A relação entre o governo Luiz Inácio Lula da Silva e o presidente do Senado, Davi Alcolumbre, entrou em um momento de tensão que pode comprometer o avanço de pautas consideradas estratégicas pelo Palácio do Planalto.
Em menos de 24 horas, o governo sofreu duas derrotas relevantes no Congresso Nacional: a rejeição da indicação de Jorge Messias ao Supremo Tribunal Federal e a derrubada do veto presidencial ao PL da Dosimetria.
Impacto nas prioridades do governo
O cenário coloca em risco a tramitação de propostas importantes, entre elas:
- redução da escala de trabalho 6×1
- PEC da Segurança
- projeto de tributação para data centers (Redata)
Segundo aliados do governo, a crise com Alcolumbre torna imprevisível o andamento dessas matérias no Senado.
Escala 6×1 em debate
A proposta de redução da jornada de trabalho — de seis para cinco dias semanais — ainda enfrenta incertezas.
Na Câmara, o tema está sendo analisado por uma comissão especial. Já no Senado, uma Proposta de Emenda à Constituição (PEC) aguarda votação em plenário.
O governo aposta na urgência constitucional para acelerar a tramitação, mas não há garantia de avanço.
PEC da Segurança pode travar
Outra preocupação é a PEC da Segurança, já aprovada na Câmara, mas parada no Senado.

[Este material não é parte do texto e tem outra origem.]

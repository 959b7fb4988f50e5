//! Asynchronous delivery queue: worker pool, retry with exponential
//! backoff, and per-job completion signaling.
//!
//! Submission is decoupled from persistence.  `submit` validates the
//! envelope, registers a job and enqueues its ID; a fixed pool of workers
//! drains the queue and drives each job through persistence and push.
//! Callers hold a [`JobHandle`] and block on `await_completion` with a
//! bounded wait — a timeout there means "not confirmed yet", never
//! "failed": the job keeps running and stays queryable via `job_status`.
//!
//! Retried jobs re-enter at the queue tail after their backoff, so one
//! flaky submission cannot stall the workers.

use std::collections::{HashMap, VecDeque};
use std::sync::Arc;

use tokio::sync::{mpsc, watch, Mutex, RwLock};
use tokio::task::JoinHandle;
use tracing::{debug, error, info, warn};
use uuid::Uuid;

use veil_crypto::EncryptedEnvelope;
use veil_proto::{MessageKind, NewMessage, PersistedMessage};

use crate::config::DeliveryConfig;
use crate::error::DeliveryError;
use crate::job::{JobHandle, JobState};
use crate::persist::{MessagePersistence, PersistError};
use crate::push::PushBridge;

struct JobEntry {
    message: NewMessage,
    attempt: u32,
    status: watch::Sender<JobState>,
}

impl JobEntry {
    fn set_state(&self, state: JobState) {
        // send_replace so the state is recorded even with no live handle.
        self.status.send_replace(state);
    }
}

struct QueueInner {
    config: DeliveryConfig,
    store: Arc<dyn MessagePersistence>,
    push: PushBridge,
    jobs: RwLock<HashMap<Uuid, JobEntry>>,
    /// Terminal jobs in completion order, oldest first.  Evicted from
    /// `jobs` once past the retention window.
    terminal: Mutex<VecDeque<Uuid>>,
    /// `None` once the queue is closed.
    tx: std::sync::Mutex<Option<mpsc::UnboundedSender<Uuid>>>,
    rx: Mutex<Option<mpsc::UnboundedReceiver<Uuid>>>,
    workers: Mutex<Vec<JoinHandle<()>>>,
}

impl QueueInner {
    fn sender(&self) -> Option<mpsc::UnboundedSender<Uuid>> {
        match self.tx.lock() {
            Ok(guard) => guard.clone(),
            Err(poisoned) => poisoned.into_inner().clone(),
        }
    }
}

/// Handle to the delivery pipeline.  Clone freely; workers run until
/// [`close`](DeliveryQueue::close).
#[derive(Clone)]
pub struct DeliveryQueue {
    inner: Arc<QueueInner>,
}

impl DeliveryQueue {
    pub fn new(store: Arc<dyn MessagePersistence>, push: PushBridge, config: DeliveryConfig) -> Self {
        let (tx, rx) = mpsc::unbounded_channel();
        Self {
            inner: Arc::new(QueueInner {
                config,
                store,
                push,
                jobs: RwLock::new(HashMap::new()),
                terminal: Mutex::new(VecDeque::new()),
                tx: std::sync::Mutex::new(Some(tx)),
                rx: Mutex::new(Some(rx)),
                workers: Mutex::new(Vec::new()),
            }),
        }
    }

    /// Spawn the worker pool.  Jobs submitted before `start` wait in the
    /// channel; calling it twice is a no-op.
    pub async fn start(&self) {
        let Some(rx) = self.inner.rx.lock().await.take() else {
            return;
        };
        let rx = Arc::new(Mutex::new(rx));
        let mut workers = self.inner.workers.lock().await;
        for worker_id in 0..self.inner.config.workers {
            let inner = self.inner.clone();
            let rx = rx.clone();
            workers.push(tokio::spawn(worker_loop(inner, rx, worker_id)));
        }
        info!(workers = self.inner.config.workers, "delivery queue started");
    }

    /// Validate and enqueue a message for delivery.  Returns as soon as
    /// the job is registered — persistence happens on a worker.
    ///
    /// Structural validation is the fail-fast path: a malformed envelope
    /// is rejected here and no job is created.
    pub async fn submit(
        &self,
        sender_id: &str,
        receiver_id: &str,
        kind: MessageKind,
        envelope: EncryptedEnvelope,
    ) -> Result<JobHandle, DeliveryError> {
        let id = Uuid::new_v4();
        let message = NewMessage {
            client_id: id.to_string(),
            sender_id: sender_id.to_string(),
            receiver_id: receiver_id.to_string(),
            kind,
            envelope,
        };
        message.validate()?;

        let tx = self.inner.sender().ok_or(DeliveryError::QueueClosed)?;

        let (status, handle_rx) = watch::channel(JobState::Waiting { attempt: 0 });
        self.inner.jobs.write().await.insert(
            id,
            JobEntry {
                message,
                attempt: 0,
                status,
            },
        );
        if tx.send(id).is_err() {
            self.inner.jobs.write().await.remove(&id);
            return Err(DeliveryError::QueueClosed);
        }

        debug!(job_id = %id, sender_id, receiver_id, "delivery job queued");
        Ok(JobHandle {
            id,
            status: handle_rx,
        })
    }

    /// Wait for the job behind `handle` to reach a terminal state, up to
    /// `timeout` (the configured default when `None`).
    ///
    /// `Err(Timeout)` does not cancel anything: the job is still being
    /// worked and its eventual outcome is observable via [`job_status`]
    /// (or another `await_completion` call).
    ///
    /// [`job_status`]: DeliveryQueue::job_status
    pub async fn await_completion(
        &self,
        handle: &JobHandle,
        timeout: Option<std::time::Duration>,
    ) -> Result<PersistedMessage, DeliveryError> {
        let budget = timeout.unwrap_or(self.inner.config.await_timeout);
        let mut status = handle.status.clone();

        let wait = async move {
            loop {
                let state = status.borrow_and_update().clone();
                match state {
                    JobState::Completed { message } => return Ok(message),
                    JobState::Failed { attempts, reason } => {
                        return Err(DeliveryError::Failed { attempts, reason })
                    }
                    JobState::Waiting { .. } | JobState::Active { .. } => {}
                }
                if status.changed().await.is_err() {
                    return Err(DeliveryError::QueueClosed);
                }
            }
        };

        match tokio::time::timeout(budget, wait).await {
            Ok(outcome) => outcome,
            Err(_) => Err(DeliveryError::Timeout(budget)),
        }
    }

    /// Current state of a job, or `None` if the ID is unknown (never
    /// submitted, or terminal and already evicted).
    pub async fn job_status(&self, id: Uuid) -> Option<JobState> {
        let jobs = self.inner.jobs.read().await;
        jobs.get(&id).map(|entry| entry.status.borrow().clone())
    }

    /// Stop accepting submissions and wait for the workers to drain the
    /// queue, including any backoff-scheduled retries still in flight.
    pub async fn close(&self) {
        match self.inner.tx.lock() {
            Ok(mut guard) => drop(guard.take()),
            Err(poisoned) => drop(poisoned.into_inner().take()),
        }
        let mut workers = self.inner.workers.lock().await;
        for worker in workers.drain(..) {
            if let Err(e) = worker.await {
                error!(error = %e, "delivery worker panicked");
            }
        }
        info!("delivery queue closed");
    }
}

async fn worker_loop(
    inner: Arc<QueueInner>,
    rx: Arc<Mutex<mpsc::UnboundedReceiver<Uuid>>>,
    worker_id: usize,
) {
    loop {
        // Hold the receiver lock only while dequeuing, so the other
        // workers can pick up jobs while this one processes.
        let next = { rx.lock().await.recv().await };
        let Some(job_id) = next else { break };
        process_job(&inner, job_id).await;
    }
    debug!(worker_id, "delivery worker stopped");
}

async fn process_job(inner: &Arc<QueueInner>, job_id: Uuid) {
    let Some((message, attempt)) = ({
        let mut jobs = inner.jobs.write().await;
        jobs.get_mut(&job_id).map(|entry| {
            let attempt = entry.attempt;
            entry.set_state(JobState::Active { attempt });
            (entry.message.clone(), attempt)
        })
    }) else {
        // Evicted between requeue and pickup.
        return;
    };

    debug!(%job_id, attempt, "persisting message");
    match inner.store.persist(&message).await {
        Ok(persisted) => {
            inner.push.notify(&persisted).await;
            info!(%job_id, message_id = %persisted.id, "delivery completed");
            finish(inner, job_id, JobState::Completed { message: persisted }).await;
        }
        Err(PersistError::Transient(reason)) => {
            let attempts_made = attempt + 1;
            if attempts_made >= inner.config.max_attempts {
                error!(%job_id, attempts = attempts_made, %reason, "delivery failed, attempts exhausted");
                finish(
                    inner,
                    job_id,
                    JobState::Failed {
                        attempts: attempts_made,
                        reason,
                    },
                )
                .await;
            } else {
                schedule_retry(inner, job_id, attempts_made, reason).await;
            }
        }
        Err(PersistError::Permanent(reason)) => {
            let attempts_made = attempt + 1;
            error!(%job_id, %reason, "delivery failed permanently");
            finish(
                inner,
                job_id,
                JobState::Failed {
                    attempts: attempts_made,
                    reason,
                },
            )
            .await;
        }
    }
}

async fn schedule_retry(inner: &Arc<QueueInner>, job_id: Uuid, next_attempt: u32, reason: String) {
    let delay = inner.config.backoff_delay(next_attempt);
    {
        let mut jobs = inner.jobs.write().await;
        let Some(entry) = jobs.get_mut(&job_id) else {
            return;
        };
        entry.attempt = next_attempt;
        entry.set_state(JobState::Waiting {
            attempt: next_attempt,
        });
    }
    warn!(%job_id, attempt = next_attempt, ?delay, %reason, "transient failure, retrying");

    // The sender clone keeps the channel open through the backoff, so
    // close() drains scheduled retries before the workers exit.
    let tx = inner.sender();
    tokio::spawn(async move {
        tokio::time::sleep(delay).await;
        if let Some(tx) = tx {
            let _ = tx.send(job_id);
        }
    });
}

async fn finish(inner: &Arc<QueueInner>, job_id: Uuid, state: JobState) {
    {
        let jobs = inner.jobs.read().await;
        let Some(entry) = jobs.get(&job_id) else {
            return;
        };
        entry.set_state(state);
    }

    let evict = {
        let mut terminal = inner.terminal.lock().await;
        terminal.push_back(job_id);
        let mut evict = Vec::new();
        while terminal.len() > inner.config.retained_terminal_jobs {
            if let Some(old) = terminal.pop_front() {
                evict.push(old);
            }
        }
        evict
    };
    if !evict.is_empty() {
        let mut jobs = inner.jobs.write().await;
        for old in evict {
            jobs.remove(&old);
        }
    }
}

A proposta prevê a criação de um sistema integrado de segurança pública para reforçar o combate ao crime organizado no país.
Com o desgaste político, governistas avaliam dois cenários:
- o texto permanecer parado no Senado
- ou sofrer alterações significativas sob influência da oposição
Projeto Redata também afetado
O projeto que cria um regime especial de tributação para data centers — estratégico para o setor de tecnologia — também está travado.
A proposta já foi aprovada na Câmara, mas ainda não foi pautada no Senado.
Especialistas apontam que o avanço desse projeto pode atrair investimentos e fortalecer a infraestrutura digital do país.
Clima de tensão política
Parlamentares governistas atribuem as derrotas recentes à articulação de Alcolumbre, enquanto aliados do senador negam interferência política indevida.
O vice-líder do governo na Câmara, Lindbergh Farias, criticou duramente a condução da pauta, aumentando o tom do embate entre Executivo e Legislativo.
O impasse ocorre em um momento sensível, a poucos meses das eleições, e pode influenciar diretamente a capacidade do governo de aprovar suas principais propostas.